I was quite impressed by his interview entitled Bill Gates 2.0. His passion, his dedication and relentless effort to get things done to make an impact is just extraordinary. The way he talks about various new technologies to resolve problems in the world, and the way he talked about the children made a strong impression on me. (I was very inspired!) I also liked the way he talked about his father and the way his father talked about Bill.
He talked briefly about Steve Jobs and there is an additional interview segment on the overtime section on the web. I need to watch!
At the Nikkei Global Strategy Forum, Mr. Miyakawa of Price Waterhouse Coopers introduced us the result of Global CEO survey. In particular, we discussed the difference they found between Japanese CEOs and the rest.
I found it interesting that Japanese CEOs had lower score for the stakeholder groups they plan to strengthen relationship– namely, Government & regulatory agencies, Users of social media, and NGOs. At the Global Forum we focused on difference, as the topic was the business expansion into ASEAN countries, in particular, Myanmar. Mr. Miyakawa pointed out the low score of Government & regulatory agencies, as this is quite crucial in new emerging economies. I thought that the age of Japanese CEOs (I am assuming older than the rest in general) had something to do with the low score of Social media users and NGOs. I had suspected this tendency among the Japanese CEOs and found the survey very informative and helpful. I believe the Japanese CEOs need to be much more aware of the presence and importance of social media and NGO in the world.
There will be “Study in Europe Fair 2013″ held this weekend- in Tokyo and in Kyoto. Some 50 educational institutions and other organizations from Europe will participate to explain a variety of opportunities to study and research in Europe.
So if you are interested, please check details via this link. Though it looks as if it were written in Japanese, you can click various items to find out the list of participating organizations etc.
In Tokyo, it will be held at Surugadai campus, Meiji University as follows.

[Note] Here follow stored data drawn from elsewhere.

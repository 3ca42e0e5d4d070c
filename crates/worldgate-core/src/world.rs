//! Worlds: the static catalog, name normalisation, and the link map derived
//! from the competitive matchup schedule.

use std::collections::{BTreeMap, BTreeSet};

use chrono::{DateTime, Utc};
use serde::{Deserialize, Serialize};

use crate::fetch::Matchup;

pub type WorldId = i32;

// ─── Catalog ─────────────────────────────────────────────────────────────────

/// A game world ("server").
#[derive(Debug, Clone, Copy, PartialEq, Eq, Serialize)]
pub struct World {
  pub id:   WorldId,
  pub name: &'static str,
}

impl World {
  /// The world name reduced to ASCII letters, with bracketed region tags
  /// removed: `"Jade Sea [FR]"` becomes `"JadeSea"`.
  pub fn normalized_name(&self) -> String {
    let mut out = String::with_capacity(self.name.len());
    let mut depth = 0usize;
    for c in self.name.chars() {
      match c {
        '[' => depth += 1,
        ']' => depth = depth.saturating_sub(1),
        c if depth == 0 && c.is_ascii_alphabetic() => out.push(c),
        _ => {}
      }
    }
    out
  }
}

/// Every world known to the game. The world-link cache refuses to commit a
/// matchup set that does not cover at least this many worlds.
pub const WORLDS: &[World] = &[
  World { id: 1001, name: "Anvil Rock" },
  World { id: 1002, name: "Borlis Pass" },
  World { id: 1003, name: "Yak's Bend" },
  World { id: 1004, name: "Henge of Denravi" },
  World { id: 1005, name: "Maguuma" },
  World { id: 1006, name: "Sorrow's Furnace" },
  World { id: 1007, name: "Gate of Madness" },
  World { id: 1008, name: "Jade Quarry" },
  World { id: 1009, name: "Fort Aspenwood" },
  World { id: 1010, name: "Ehmry Bay" },
  World { id: 1011, name: "Stormbluff Isle" },
  World { id: 1012, name: "Darkhaven" },
  World { id: 1013, name: "Sanctum of Rall" },
  World { id: 1014, name: "Crystal Desert" },
  World { id: 1015, name: "Isle of Janthir" },
  World { id: 1016, name: "Sea of Sorrows" },
  World { id: 1017, name: "Tarnished Coast" },
  World { id: 1018, name: "Northern Shiverpeaks" },
  World { id: 1019, name: "Blackgate" },
  World { id: 1020, name: "Ferguson's Crossing" },
  World { id: 1021, name: "Dragonbrand" },
  World { id: 1022, name: "Kaineng" },
  World { id: 1023, name: "Devona's Rest" },
  World { id: 1024, name: "Eredon Terrace" },
  World { id: 2001, name: "Fissure of Woe" },
  World { id: 2002, name: "Desolation" },
  World { id: 2003, name: "Gandara" },
  World { id: 2004, name: "Blacktide" },
  World { id: 2005, name: "Ring of Fire" },
  World { id: 2006, name: "Underworld" },
  World { id: 2007, name: "Far Shiverpeaks" },
  World { id: 2008, name: "Whiteside Ridge" },
  World { id: 2009, name: "Ruins of Surmia" },
  World { id: 2010, name: "Seafarer's Rest" },
  World { id: 2011, name: "Vabbi" },
  World { id: 2012, name: "Piken Square" },
  World { id: 2013, name: "Aurora Glade" },
  World { id: 2014, name: "Gunnar's Hold" },
  World { id: 2101, name: "Jade Sea [FR]" },
  World { id: 2102, name: "Fort Ranik [FR]" },
  World { id: 2103, name: "Augury Rock [FR]" },
  World { id: 2104, name: "Vizunah Square [FR]" },
  World { id: 2105, name: "Arborstone [FR]" },
  World { id: 2201, name: "Kodash [DE]" },
  World { id: 2202, name: "Riverside [DE]" },
  World { id: 2203, name: "Elona Reach [DE]" },
  World { id: 2204, name: "Abaddon's Mouth [DE]" },
  World { id: 2205, name: "Drakkar Lake [DE]" },
  World { id: 2206, name: "Miller's Sound [DE]" },
  World { id: 2207, name: "Dzagonur [DE]" },
  World { id: 2301, name: "Baruch Bay [SP]" },
];

/// Look up a world in the catalog.
pub fn find_world(id: WorldId) -> Option<&'static World> {
  WORLDS.iter().find(|w| w.id == id)
}

/// Normalised name of a catalog world, or an empty string for unknown ids.
pub fn normalized_world_name(id: WorldId) -> String {
  find_world(id).map(World::normalized_name).unwrap_or_default()
}

// ─── Link map ────────────────────────────────────────────────────────────────

/// World id → the set of worlds currently fighting on the same side.
///
/// Symmetric by construction: if A lists B then B lists A. Rebuilt wholesale
/// on every committed refresh, never patched in place.
#[derive(Debug, Clone, Default, PartialEq, Eq, Serialize, Deserialize)]
pub struct WorldLinkMap {
  pub links:      BTreeMap<WorldId, BTreeSet<WorldId>>,
  /// Earliest matchup end time observed; the links are stale after this.
  pub expires_at: Option<DateTime<Utc>>,
}

/// Result of [`WorldLinkMap::build`].
#[derive(Debug, Clone)]
pub struct LinkBuild {
  pub map:            WorldLinkMap,
  /// Number of distinct worlds seen across all matchups.
  pub distinct_worlds: usize,
}

impl WorldLinkMap {
  /// Build a fresh map from a matchup schedule.
  ///
  /// Every catalog world starts with an empty link set so that a known world
  /// absent from the schedule reads as "linked to nothing". Within each
  /// faction of each matchup, every world is linked to every *other* world
  /// of that faction.
  pub fn build(matchups: &[Matchup], catalog: &[World]) -> LinkBuild {
    let mut links: BTreeMap<WorldId, BTreeSet<WorldId>> =
      catalog.iter().map(|w| (w.id, BTreeSet::new())).collect();
    let mut seen = BTreeSet::new();
    let mut expires_at: Option<DateTime<Utc>> = None;

    for matchup in matchups {
      for side in matchup.worlds.sides() {
        for &world in side {
          seen.insert(world);
          let entry = links.entry(world).or_default();
          entry.extend(side.iter().copied().filter(|&other| other != world));
        }
      }

      expires_at = Some(match expires_at {
        Some(current) => current.min(matchup.end_time),
        None => matchup.end_time,
      });
    }

    LinkBuild {
      map: WorldLinkMap { links, expires_at },
      distinct_worlds: seen.len(),
    }
  }

  /// Worlds linked to `world`, in ascending id order. Empty if none.
  pub fn links_for(&self, world: WorldId) -> Vec<WorldId> {
    self
      .links
      .get(&world)
      .map(|set| set.iter().copied().collect())
      .unwrap_or_default()
  }

  pub fn is_linked(&self, a: WorldId, b: WorldId) -> bool {
    self.links.get(&a).is_some_and(|set| set.contains(&b))
  }
}

#[cfg(test)]
mod tests {
  use chrono::TimeZone;

  use super::*;
  use crate::fetch::MatchupWorlds;

  fn matchup(id: &str, end_secs: i64, red: &[i32], blue: &[i32], green: &[i32]) -> Matchup {
    Matchup {
      id:       id.into(),
      end_time: Utc.timestamp_opt(end_secs, 0).unwrap(),
      worlds:   MatchupWorlds {
        red:   red.to_vec(),
        blue:  blue.to_vec(),
        green: green.to_vec(),
      },
    }
  }

  #[test]
  fn normalized_names_drop_tags_and_punctuation() {
    assert_eq!(normalized_world_name(1003), "YaksBend");
    assert_eq!(normalized_world_name(2101), "JadeSea");
    assert_eq!(normalized_world_name(2204), "AbaddonsMouth");
    assert_eq!(normalized_world_name(9999), "");
  }

  #[test]
  fn catalog_ids_are_unique() {
    let ids: BTreeSet<WorldId> = WORLDS.iter().map(|w| w.id).collect();
    assert_eq!(ids.len(), WORLDS.len());
    assert_eq!(WORLDS.len(), 51);
  }

  #[test]
  fn same_faction_worlds_link_symmetrically() {
    let build = WorldLinkMap::build(
      &[matchup("1-1", 1_000, &[1, 2, 3], &[4], &[5, 6])],
      &[],
    );
    let map = build.map;

    assert_eq!(map.links_for(1), vec![2, 3]);
    assert_eq!(map.links_for(2), vec![1, 3]);
    assert_eq!(map.links_for(6), vec![5]);
    assert!(map.links_for(4).is_empty());
    for (&world, others) in &map.links {
      assert!(!others.contains(&world), "world {world} linked to itself");
      for &other in others {
        assert!(map.is_linked(other, world), "{world}->{other} not symmetric");
      }
    }
    assert!(!map.is_linked(1, 4));
    assert_eq!(build.distinct_worlds, 6);
  }

  #[test]
  fn expiry_is_earliest_end_time() {
    let build = WorldLinkMap::build(
      &[
        matchup("1-1", 5_000, &[1], &[2], &[3]),
        matchup("2-1", 2_000, &[4], &[5], &[6]),
        matchup("2-2", 9_000, &[7], &[8], &[9]),
      ],
      &[],
    );
    assert_eq!(build.map.expires_at, Some(Utc.timestamp_opt(2_000, 0).unwrap()));
  }

  #[test]
  fn catalog_worlds_absent_from_schedule_have_empty_links() {
    let build = WorldLinkMap::build(&[], WORLDS);
    assert_eq!(build.map.links.len(), WORLDS.len());
    assert!(build.map.links_for(1001).is_empty());
    assert_eq!(build.distinct_worlds, 0);
    assert_eq!(build.map.expires_at, None);
  }
}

May 17 (Fri) 12:00 – 20:00
May 18 (Sat) 10:00-16:30
In Kyoto, it will be held at Imadegawa campus, Doshisha University.
May 19 (Sun) 12:00-18:00
It is for high school students, undergraduate, graduate students as well as business people. It is free of charge, no need for pre-registration. So drop by to find out what’s available in Europe!
Tonight (May 15), I had a wonderful time at dinner with Prof. & Mrs. Grayson (sort of my American parents) and my Senpai from Darden School, UVA. I always meet with the Graysons while I visit NYC (now they live there) , but this time, they were in Charlottesville when I visited NYC at the end of April.
So it was such a great pleasure for me to have fabulous dinner with them, at the invitation of my Darden Senpai. The Graysons came to Shanghai where there was a big dinner to thank Prof. Grayson who made such a big impact to make the Darden global place. I owe him and Olivia, Mrs. Grayson, so much as they always welcome me in NYC. (I did not take any class from him while at Darden)
We talked about the changes in Japan, impact of technology, and our memories from few decades ago, etc. It is so nice to have people who love Japan AND who have done so much for us, Japanese students as well as other international students.
We enjoyed great food (it was magnificent) and different kinds of wine! I am grateful that I met with the Graysons and am a part of the Darden community.